DataCoolie vs Airflow / Prefect — ETL Framework vs Orchestrator¶
DataCoolie and Airflow (or Prefect) operate at different levels of the data stack. Airflow and Prefect are workflow orchestrators — they schedule tasks, manage dependencies, and handle retries across an entire pipeline graph. DataCoolie is an ETL execution framework — it handles the read → transform → write → watermark lifecycle inside each individual task.
This post explains the difference, when to use each, and how they work together.
What Airflow and Prefect Do¶
Apache Airflow and Prefect are workflow orchestration platforms. You define tasks as a directed acyclic graph (DAG), and the orchestrator:
- Schedules runs on a cron or event trigger
- Orders tasks based on declared dependencies
- Retries failed tasks with configurable backoff
- Monitors run history, SLAs, and alerting
Orchestrators do not care what each task does.

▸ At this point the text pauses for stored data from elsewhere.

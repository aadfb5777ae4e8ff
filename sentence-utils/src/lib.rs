//! Shared data model for the sentence builder: proficiency levels, exercises,
//! word-bank tokens, the admin-managed sentence record shape, and the
//! curriculum catalog that organizes exercises by level and topic.

use indexmap::IndexMap;
use serde::{Deserialize, Serialize};

/// CEFR-style proficiency level. The admin panel stores these as their
/// display strings, so the serde names are the display names.
#[derive(
    Clone,
    Copy,
    Debug,
    PartialEq,
    Eq,
    PartialOrd,
    Ord,
    Hash,
    Serialize,
    Deserialize,
    tsify::Tsify,
    schemars::JsonSchema,
)]
#[tsify(into_wasm_abi, from_wasm_abi)]
pub enum Level {
    A1,
    A2,
    B1,
    B2,
}

impl Level {
    pub const ALL: [Level; 4] = [Level::A1, Level::A2, Level::B1, Level::B2];

    pub fn as_str(&self) -> &'static str {
        match self {
            Level::A1 => "A1",
            Level::A2 => "A2",
            Level::B1 => "B1",
            Level::B2 => "B2",
        }
    }
}

impl std::fmt::Display for Level {
    fn fmt(&self, f: &mut std::fmt::Formatter<'_>) -> std::fmt::Result {
        f.write_str(self.as_str())
    }
}

/// One word-bank entry. Two tokens can share display text (a sentence may
/// contain the same word twice), so identity is the `tag`: the token's
/// origin index in the exercise's word list. Moving tokens by tag removes
/// exactly one instance of a duplicated word.
#[derive(
    Clone,
    Debug,
    PartialEq,
    Eq,
    Serialize,
    Deserialize,
    tsify::Tsify,
    schemars::JsonSchema,
)]
#[tsify(into_wasm_abi, from_wasm_abi)]
pub struct Token {
    pub tag: usize,
    pub text: String,
}

/// A single exercise: the word bank (pre-shuffle), the correct sentence, and
/// an optional native-language translation shown on success. Immutable once
/// in the curriculum.
#[derive(
    Clone,
    Debug,
    PartialEq,
    Eq,
    Serialize,
    Deserialize,
    tsify::Tsify,
    schemars::JsonSchema,
)]
#[tsify(into_wasm_abi, from_wasm_abi)]
pub struct Exercise {
    pub words: Vec<String>,
    pub correct: String,
    pub translation: Option<String>,
}

impl Exercise {
    /// The target sentence as word slots.
    pub fn target_words(&self) -> Vec<String> {
        self.correct.split(' ').map(str::to_string).collect()
    }

    pub fn target_len(&self) -> usize {
        self.correct.split(' ').count()
    }

    /// The word bank with stable per-instance identities attached.
    pub fn tokens(&self) -> Vec<Token> {
        self.words
            .iter()
            .enumerate()
            .map(|(tag, text)| Token {
                tag,
                text: text.clone(),
            })
            .collect()
    }
}

/// The persisted document shape the admin panel manages: one row of the
/// `sentences` collection. Read-only from the practice core's perspective.
#[derive(
    Clone,
    Debug,
    PartialEq,
    Eq,
    Serialize,
    Deserialize,
    tsify::Tsify,
    schemars::JsonSchema,
)]
#[tsify(into_wasm_abi, from_wasm_abi)]
pub struct SentenceRecord {
    pub level: Level,
    pub topic: String,
    pub words: Vec<String>,
    pub correct: String,
    pub translation: Option<String>,
}

/// The catalog of exercises, level → topic → exercise. Insertion order is
/// display order, for both levels and topics.
#[derive(Clone, Debug, Default)]
pub struct Curriculum {
    levels: IndexMap<Level, IndexMap<String, Exercise>>,
}

impl Curriculum {
    /// The built-in starter content.
    pub fn seed() -> Self {
        Self::from_records(seed_records())
    }

    pub fn from_records(records: Vec<SentenceRecord>) -> Self {
        let mut curriculum = Self::default();
        curriculum.merge_records(records);
        curriculum
    }

    /// Fold admin-fetched records in. A record for an existing
    /// (level, topic) pair replaces that exercise; new pairs append in
    /// record order.
    pub fn merge_records(&mut self, records: Vec<SentenceRecord>) {
        for record in records {
            let SentenceRecord {
                level,
                topic,
                words,
                correct,
                translation,
            } = record;
            self.levels.entry(level).or_default().insert(
                topic,
                Exercise {
                    words,
                    correct,
                    translation,
                },
            );
        }
    }

    /// `None` is the defined not-found signal; selection UIs only offer
    /// level/topic pairs drawn from this catalog, so hitting it means the
    /// caller should fail closed rather than load anything.
    pub fn exercise_for(&self, level: Level, topic: &str) -> Option<&Exercise> {
        self.levels.get(&level)?.get(topic)
    }

    pub fn levels(&self) -> impl Iterator<Item = Level> + '_ {
        self.levels.keys().copied()
    }

    pub fn topics_for(&self, level: Level) -> impl Iterator<Item = &str> + '_ {
        self.levels
            .get(&level)
            .into_iter()
            .flat_map(|topics| topics.keys().map(String::as_str))
    }

    pub fn is_empty(&self) -> bool {
        self.levels.is_empty()
    }
}

/// The starter sentence sets, matching the hosted `sentences` collection's
/// defaults. Translations are Turkish, the app's original audience.
pub fn seed_records() -> Vec<SentenceRecord> {
    vec![
        SentenceRecord {
            level: Level::A1,
            topic: "Present Simple".to_string(),
            words: ["I", "wake", "up", "at", "7", "a.m."]
                .map(String::from)
                .to_vec(),
            correct: "I wake up at 7 a.m.".to_string(),
            translation: Some("Ben saat 7'de uyanırım.".to_string()),
        },
        SentenceRecord {
            level: Level::A1,
            topic: "Past Simple".to_string(),
            words: ["She", "went", "to", "the", "park", "yesterday"]
                .map(String::from)
                .to_vec(),
            correct: "She went to the park yesterday.".to_string(),
            translation: Some("O dün parka gitti.".to_string()),
        },
        SentenceRecord {
            level: Level::A2,
            topic: "Future Simple".to_string(),
            words: ["We", "will", "travel", "to", "Istanbul", "tomorrow"]
                .map(String::from)
                .to_vec(),
            correct: "We will travel to Istanbul tomorrow.".to_string(),
            translation: Some("Yarın İstanbul'a seyahat edeceğiz.".to_string()),
        },
    ]
}
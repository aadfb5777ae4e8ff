//! An append-only event engine for per-user progress tracking.
//!
//! Instead of mutating a score or a history list in place, the app records
//! "events". Each event is tagged with the device that produced it, a
//! timestamp, and a per-device sequence index. The current state (score,
//! completion history, anything derivable) is a fold over the merged event
//! streams in chronological order.
//!
//! This buys the properties a hosted-storage app needs for free:
//! - writes from different devices can arrive late or out of order; the
//!   merge puts them back in timestamp order,
//! - history is append-only by construction,
//! - a failed upload never corrupts local state, it just leaves events
//!   unsynced until the next push.
//!
//! The engine is transport-agnostic. The host is expected to shuttle event
//! JSON to and from whatever document store it uses, driven by the vector
//! clocks exposed here.

pub mod data_model;

use crate::data_model::{Event, Timestamped};

pub trait AppState: Sized {
    type Event: Event;

    fn apply_event(self, event: &Timestamped<Self::Event>) -> Self;
}
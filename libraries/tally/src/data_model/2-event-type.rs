//! # EventType
//! Events are split into "user events" and "meta events". User events are
//! the application's own (completions, in our case). Meta events are
//! reserved for the engine itself — device naming and similar bookkeeping
//! that should not leak into application folds. There are none yet, but the
//! wire format accounts for them so adding one is not a breaking change.

#[derive(Clone, Debug, Eq, PartialEq, Ord, PartialOrd, serde::Serialize, serde::Deserialize)]
pub enum MetaEvent {}

#[derive(Clone, Debug, Eq, PartialEq, Ord, PartialOrd, serde::Serialize, serde::Deserialize)]
#[cfg_attr(target_arch = "wasm32", derive(tsify::Tsify))]
#[cfg_attr(target_arch = "wasm32", tsify(from_wasm_abi, into_wasm_abi))]
pub enum EventType<E> {
    User(E),
    Meta(MetaEvent),
}

impl<E> EventType<E> {
    pub fn map<G, F: Fn(E) -> G>(self, f: F) -> EventType<G> {
        match self {
            EventType::User(e) => EventType::User(f(e)),
            EventType::Meta(e) => EventType::Meta(e),
        }
    }

    pub fn user(&self) -> Option<&E> {
        match self {
            EventType::User(e) => Some(e),
            EventType::Meta(_) => None,
        }
    }
}

impl<E, Error> EventType<Result<E, Error>> {
    pub fn transpose(self) -> Result<EventType<E>, Error> {
        match self {
            EventType::User(e) => e.map(EventType::User),
            EventType::Meta(e) => Ok(EventType::Meta(e)),
        }
    }
}

impl<E: crate::Event> crate::Event for EventType<E> {
    fn to_json(&self) -> Result<serde_json::Value, serde_json::Error> {
        let s = self.clone().map(|e| e.to_json()).transpose()?;
        serde_json::to_value(&s)
    }

    fn from_json(json: &serde_json::Value) -> Result<Self, serde_json::Error> {
        let s = serde_json::from_value::<EventType<serde_json::Value>>(json.clone())?;
        s.map(|e| E::from_json(&e)).transpose()
    }
}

A task might run a SQL query, call an API, train a model, or execute an ETL pipeline. The orchestrator manages when and in what order tasks run.
What DataCoolie Does¶
DataCoolie handles what happens inside a single ETL task. Given a dataflow defined in metadata, it:
- Reads from a source (connection)
- Applies transforms — schema hints, deduplication, computed columns, filters
- Writes to a destination using a load strategy — append, merge, SCD2
- Updates the watermark so the next run picks up only new data
DataCoolie does not schedule jobs, manage cross-task dependencies, or send alerts. It is the engine that runs inside a scheduled task.
Key Differences¶
| Aspect | Airflow / Prefect | DataCoolie |
|---|---|---|
| Scope | Workflow orchestration (DAG scheduling) | ETL execution (read → transform → write) |
| Scheduling | Built-in cron, sensors, event triggers | None — runs when called |
| Task dependencies | DAG-based ordering across tasks | Single-task execution |
| Data processing | Delegates to external tools | Native DataFrame processing (Polars / Spark) |
| Retry model | Task-level retry with backoff | Idempotent re-execution from watermark |
| Load strategies | Not applicable | append, full_load, merge_upsert, merge_overwrite, scd2 |
| Multi-engine | Not applicable | Same metadata on Polars and Spark |
| Alerting | Built-in | External (relies on orchestrator or logging) |
Using Them Together¶
DataCoolie is designed to run inside an orchestrator. The most common pattern:
- Airflow (or Prefect) schedules the DAG and manages dependencies
- DataCoolie executes each ETL stage as a task within the DAG
- DataCoolie's watermarks handle incremental state; Airflow handles scheduling and alerting
Example: DataCoolie Inside an Airflow DAG¶
# dags/datacoolie_pipeline.py (pseudocode — adapt to your environment)
from airflow import DAG
from airflow.operators.python import PythonOperator
from datetime import datetime
def run_datacoolie_stage(stage: str) -> None:
"""Execute a DataCoolie stage."""
from datacoolie.engines.polars_engine import PolarsEngine
from datacoolie.platforms.local_platform import LocalPlatform
from datacoolie.metadata.file_provider import FileProvider
from datacoolie.orchestration.driver import DataCoolieDriver
platform = LocalPlatform()
engine = PolarsEngine(platform=platform)
provider = FileProvider(
config_path="/opt/pipelines/metadata.json",
platform=platform,
)
with DataCoolieDriver(engine=engine, metadata_provider=provider) as driver:
result = driver.run(stage=stage)
if result.failed > 0:
raise RuntimeError(
f"Stage {stage}: {result.failed}/{result.total} dataflows failed"
)
with DAG(
"datacoolie_pipeline",
schedule="0 6 * * *", # daily at 06:00
start_date=datetime(2026, 1, 1),
catchup=False,
) as dag:
bronze = PythonOperator(
task_id="bronze_to_silver",
python_callable=run_datacoolie_stage,
op_args=["bronze2silver"],
)
silver = PythonOperator(
task_id="silver_to_gold",
python_callable=run_datacoolie_stage,
op_args=["silver2gold"],
)
bronze >> silver # silver runs after bronze completes
This DAG runs two DataCoolie stages in sequence. Airflow handles scheduling, retries, and alerting. DataCoolie handles the actual data processing — reading, transforming, writing, and tracking watermarks.
Pseudocode
The example above is simplified. In production, you would configure the platform and engine based on your deployment environment (Fabric, Databricks, AWS) and pass metadata paths via Airflow Variables or connections.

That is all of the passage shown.